[DATASET ENTRIES — start]

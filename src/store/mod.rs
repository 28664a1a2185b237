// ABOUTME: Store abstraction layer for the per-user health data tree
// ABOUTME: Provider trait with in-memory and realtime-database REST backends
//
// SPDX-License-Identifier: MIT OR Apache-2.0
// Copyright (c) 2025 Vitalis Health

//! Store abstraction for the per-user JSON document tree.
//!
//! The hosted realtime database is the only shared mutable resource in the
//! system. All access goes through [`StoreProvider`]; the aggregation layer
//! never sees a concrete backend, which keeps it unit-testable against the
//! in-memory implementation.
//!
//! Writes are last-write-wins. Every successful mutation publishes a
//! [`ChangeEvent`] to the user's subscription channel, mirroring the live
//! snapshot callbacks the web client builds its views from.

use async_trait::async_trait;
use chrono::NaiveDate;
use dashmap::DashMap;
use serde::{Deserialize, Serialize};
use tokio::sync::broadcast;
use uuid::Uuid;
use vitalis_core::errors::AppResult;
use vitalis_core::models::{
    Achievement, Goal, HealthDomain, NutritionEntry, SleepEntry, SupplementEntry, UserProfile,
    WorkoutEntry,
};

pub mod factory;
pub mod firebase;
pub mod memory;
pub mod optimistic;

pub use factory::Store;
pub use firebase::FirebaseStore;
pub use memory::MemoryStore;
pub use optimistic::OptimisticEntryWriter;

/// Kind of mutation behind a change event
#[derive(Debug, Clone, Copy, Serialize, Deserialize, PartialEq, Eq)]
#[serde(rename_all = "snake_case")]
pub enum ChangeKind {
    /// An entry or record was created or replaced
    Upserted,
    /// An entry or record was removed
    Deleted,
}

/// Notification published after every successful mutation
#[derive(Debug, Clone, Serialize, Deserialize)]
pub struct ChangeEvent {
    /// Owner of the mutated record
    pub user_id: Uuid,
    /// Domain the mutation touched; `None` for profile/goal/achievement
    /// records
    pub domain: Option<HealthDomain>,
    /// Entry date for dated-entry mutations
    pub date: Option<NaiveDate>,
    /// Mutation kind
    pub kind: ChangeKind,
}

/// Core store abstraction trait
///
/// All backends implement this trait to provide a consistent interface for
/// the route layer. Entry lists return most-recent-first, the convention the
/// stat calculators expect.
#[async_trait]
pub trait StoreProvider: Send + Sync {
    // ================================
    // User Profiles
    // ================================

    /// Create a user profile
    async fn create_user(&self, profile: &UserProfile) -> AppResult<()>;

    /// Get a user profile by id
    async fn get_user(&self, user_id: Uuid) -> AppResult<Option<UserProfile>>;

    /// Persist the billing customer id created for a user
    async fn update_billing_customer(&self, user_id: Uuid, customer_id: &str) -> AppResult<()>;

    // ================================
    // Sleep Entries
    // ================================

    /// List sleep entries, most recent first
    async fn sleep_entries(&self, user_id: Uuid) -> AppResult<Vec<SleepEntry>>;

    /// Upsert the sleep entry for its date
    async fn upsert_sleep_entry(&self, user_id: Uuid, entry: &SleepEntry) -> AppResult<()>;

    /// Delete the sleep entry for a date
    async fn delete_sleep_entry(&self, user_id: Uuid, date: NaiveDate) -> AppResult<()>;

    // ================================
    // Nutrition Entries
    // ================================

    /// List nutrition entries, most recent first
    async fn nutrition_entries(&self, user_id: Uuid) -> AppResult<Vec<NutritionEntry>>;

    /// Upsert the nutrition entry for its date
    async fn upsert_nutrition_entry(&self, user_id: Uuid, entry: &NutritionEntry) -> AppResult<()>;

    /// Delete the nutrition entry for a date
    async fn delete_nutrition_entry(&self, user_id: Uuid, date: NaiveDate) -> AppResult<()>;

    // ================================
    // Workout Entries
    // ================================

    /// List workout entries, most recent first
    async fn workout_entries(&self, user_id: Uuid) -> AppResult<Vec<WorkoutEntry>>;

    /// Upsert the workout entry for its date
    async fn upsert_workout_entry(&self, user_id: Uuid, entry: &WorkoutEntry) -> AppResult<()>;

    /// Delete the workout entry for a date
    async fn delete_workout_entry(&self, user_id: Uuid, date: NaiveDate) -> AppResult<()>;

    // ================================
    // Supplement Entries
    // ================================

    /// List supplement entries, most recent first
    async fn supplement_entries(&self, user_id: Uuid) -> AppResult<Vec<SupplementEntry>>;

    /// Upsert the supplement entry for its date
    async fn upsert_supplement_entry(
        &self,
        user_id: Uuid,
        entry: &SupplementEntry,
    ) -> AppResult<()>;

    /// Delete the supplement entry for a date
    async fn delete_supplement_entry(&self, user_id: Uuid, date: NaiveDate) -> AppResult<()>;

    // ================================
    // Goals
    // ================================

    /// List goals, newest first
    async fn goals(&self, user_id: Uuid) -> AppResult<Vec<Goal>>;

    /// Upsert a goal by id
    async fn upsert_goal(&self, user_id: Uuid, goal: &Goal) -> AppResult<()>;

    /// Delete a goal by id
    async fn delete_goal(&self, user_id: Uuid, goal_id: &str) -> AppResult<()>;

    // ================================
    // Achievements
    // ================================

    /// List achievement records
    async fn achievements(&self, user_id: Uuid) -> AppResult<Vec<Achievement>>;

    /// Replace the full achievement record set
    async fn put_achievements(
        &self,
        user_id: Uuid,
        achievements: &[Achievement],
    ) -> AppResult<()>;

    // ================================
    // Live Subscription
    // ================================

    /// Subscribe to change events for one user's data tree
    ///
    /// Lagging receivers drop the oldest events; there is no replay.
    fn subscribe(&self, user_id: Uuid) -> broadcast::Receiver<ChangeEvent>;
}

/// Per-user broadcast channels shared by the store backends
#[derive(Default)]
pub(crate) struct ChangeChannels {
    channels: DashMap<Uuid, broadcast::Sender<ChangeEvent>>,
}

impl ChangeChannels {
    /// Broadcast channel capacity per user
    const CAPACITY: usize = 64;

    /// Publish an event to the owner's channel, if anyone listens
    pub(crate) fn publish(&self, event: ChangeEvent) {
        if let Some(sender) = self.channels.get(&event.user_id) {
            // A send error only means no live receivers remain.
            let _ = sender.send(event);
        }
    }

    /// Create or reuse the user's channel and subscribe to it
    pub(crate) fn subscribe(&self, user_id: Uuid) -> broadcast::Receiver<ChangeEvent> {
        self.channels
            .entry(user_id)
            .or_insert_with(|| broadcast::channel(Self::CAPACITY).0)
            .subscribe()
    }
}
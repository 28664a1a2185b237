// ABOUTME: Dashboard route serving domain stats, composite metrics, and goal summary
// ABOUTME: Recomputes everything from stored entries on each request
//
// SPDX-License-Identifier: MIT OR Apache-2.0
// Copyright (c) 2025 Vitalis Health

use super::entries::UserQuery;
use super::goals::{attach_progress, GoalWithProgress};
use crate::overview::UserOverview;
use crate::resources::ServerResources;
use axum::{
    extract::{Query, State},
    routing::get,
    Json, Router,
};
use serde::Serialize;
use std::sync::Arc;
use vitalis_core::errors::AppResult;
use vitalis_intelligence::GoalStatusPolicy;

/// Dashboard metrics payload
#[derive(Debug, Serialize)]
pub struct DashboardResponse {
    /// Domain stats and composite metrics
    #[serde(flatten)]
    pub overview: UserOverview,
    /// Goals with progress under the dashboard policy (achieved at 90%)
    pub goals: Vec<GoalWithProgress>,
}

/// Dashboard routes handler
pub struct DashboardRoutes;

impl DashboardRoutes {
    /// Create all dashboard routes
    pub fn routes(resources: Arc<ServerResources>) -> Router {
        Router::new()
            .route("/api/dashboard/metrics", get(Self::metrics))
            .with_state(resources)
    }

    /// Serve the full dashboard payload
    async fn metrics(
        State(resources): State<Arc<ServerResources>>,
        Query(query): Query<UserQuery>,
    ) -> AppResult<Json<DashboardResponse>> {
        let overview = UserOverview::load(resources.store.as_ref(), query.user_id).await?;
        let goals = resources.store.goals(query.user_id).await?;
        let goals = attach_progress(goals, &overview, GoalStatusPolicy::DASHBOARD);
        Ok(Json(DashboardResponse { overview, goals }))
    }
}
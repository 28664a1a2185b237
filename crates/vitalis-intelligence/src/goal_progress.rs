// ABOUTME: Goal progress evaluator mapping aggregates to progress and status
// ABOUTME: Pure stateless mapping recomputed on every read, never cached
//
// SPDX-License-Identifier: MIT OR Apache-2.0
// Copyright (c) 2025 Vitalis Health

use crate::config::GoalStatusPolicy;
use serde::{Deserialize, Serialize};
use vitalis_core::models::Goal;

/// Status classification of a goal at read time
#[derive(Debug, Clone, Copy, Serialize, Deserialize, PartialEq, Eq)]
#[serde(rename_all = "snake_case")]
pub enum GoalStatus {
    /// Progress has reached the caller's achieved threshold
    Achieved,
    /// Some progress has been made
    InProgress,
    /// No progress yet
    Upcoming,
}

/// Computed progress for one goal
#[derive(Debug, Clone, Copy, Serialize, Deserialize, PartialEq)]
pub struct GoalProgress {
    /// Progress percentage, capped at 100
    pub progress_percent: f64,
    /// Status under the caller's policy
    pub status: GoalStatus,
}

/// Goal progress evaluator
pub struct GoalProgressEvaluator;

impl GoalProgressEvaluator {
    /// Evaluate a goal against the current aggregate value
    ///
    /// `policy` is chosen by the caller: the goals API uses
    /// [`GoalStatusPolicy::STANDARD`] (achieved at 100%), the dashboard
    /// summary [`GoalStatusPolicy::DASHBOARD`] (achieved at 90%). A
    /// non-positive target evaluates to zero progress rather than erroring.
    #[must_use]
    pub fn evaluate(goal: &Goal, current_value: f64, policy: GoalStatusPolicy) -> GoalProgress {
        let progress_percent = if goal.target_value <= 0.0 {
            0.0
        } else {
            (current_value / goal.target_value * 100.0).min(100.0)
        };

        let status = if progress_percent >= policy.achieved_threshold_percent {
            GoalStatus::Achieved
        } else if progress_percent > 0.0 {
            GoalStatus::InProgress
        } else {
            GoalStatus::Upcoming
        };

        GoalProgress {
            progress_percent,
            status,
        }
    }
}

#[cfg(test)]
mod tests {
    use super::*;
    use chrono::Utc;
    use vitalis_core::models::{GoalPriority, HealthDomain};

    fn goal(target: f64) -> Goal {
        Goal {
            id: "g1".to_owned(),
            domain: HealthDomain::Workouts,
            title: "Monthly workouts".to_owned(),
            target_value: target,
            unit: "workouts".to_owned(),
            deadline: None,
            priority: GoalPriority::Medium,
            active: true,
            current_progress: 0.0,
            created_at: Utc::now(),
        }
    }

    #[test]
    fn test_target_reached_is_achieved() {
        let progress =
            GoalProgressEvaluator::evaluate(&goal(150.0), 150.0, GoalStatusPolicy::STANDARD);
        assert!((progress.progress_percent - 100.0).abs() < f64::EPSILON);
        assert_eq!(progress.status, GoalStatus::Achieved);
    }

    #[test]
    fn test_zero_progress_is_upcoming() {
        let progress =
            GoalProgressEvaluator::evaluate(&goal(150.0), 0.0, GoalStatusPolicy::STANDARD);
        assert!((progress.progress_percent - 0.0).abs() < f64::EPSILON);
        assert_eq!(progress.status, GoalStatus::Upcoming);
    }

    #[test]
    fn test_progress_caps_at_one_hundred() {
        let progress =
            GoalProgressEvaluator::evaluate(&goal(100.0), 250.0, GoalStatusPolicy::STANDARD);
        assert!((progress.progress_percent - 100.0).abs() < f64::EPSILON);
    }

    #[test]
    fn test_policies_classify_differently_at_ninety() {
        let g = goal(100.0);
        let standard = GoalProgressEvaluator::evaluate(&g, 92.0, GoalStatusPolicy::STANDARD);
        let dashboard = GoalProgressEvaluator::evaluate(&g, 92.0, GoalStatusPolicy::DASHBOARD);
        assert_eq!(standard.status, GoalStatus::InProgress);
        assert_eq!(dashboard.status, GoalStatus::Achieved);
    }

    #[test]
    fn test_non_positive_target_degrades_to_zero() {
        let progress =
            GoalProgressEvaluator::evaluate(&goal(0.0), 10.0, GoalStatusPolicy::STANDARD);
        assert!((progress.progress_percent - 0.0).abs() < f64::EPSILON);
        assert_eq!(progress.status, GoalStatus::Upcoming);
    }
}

[DATASET ENTRIES — finish]

YOUR OBJECTIVE:
Output each line exactly, from the first line of the data down to the line that contains "mirroring the live", both included.

WRITTEN RESPONSE:
filename src/store/mod.rs
repository 28664a1a2185b237
// ABOUTME: Store abstraction layer for the per-user health data tree
// ABOUTME: Provider trait with in-memory and realtime-database REST backends
//
// SPDX-License-Identifier: MIT OR Apache-2.0
// Copyright (c) 2025 Vitalis Health

//! Store abstraction for the per-user JSON document tree.
//!
//! The hosted realtime database is the only shared mutable resource in the
//! system. All access goes through [`StoreProvider`]; the aggregation layer
//! never sees a concrete backend, which keeps it unit-testable against the
//! in-memory implementation.
//!
//! Writes are last-write-wins. Every successful mutation publishes a
//! [`ChangeEvent`] to the user's subscription channel, mirroring the live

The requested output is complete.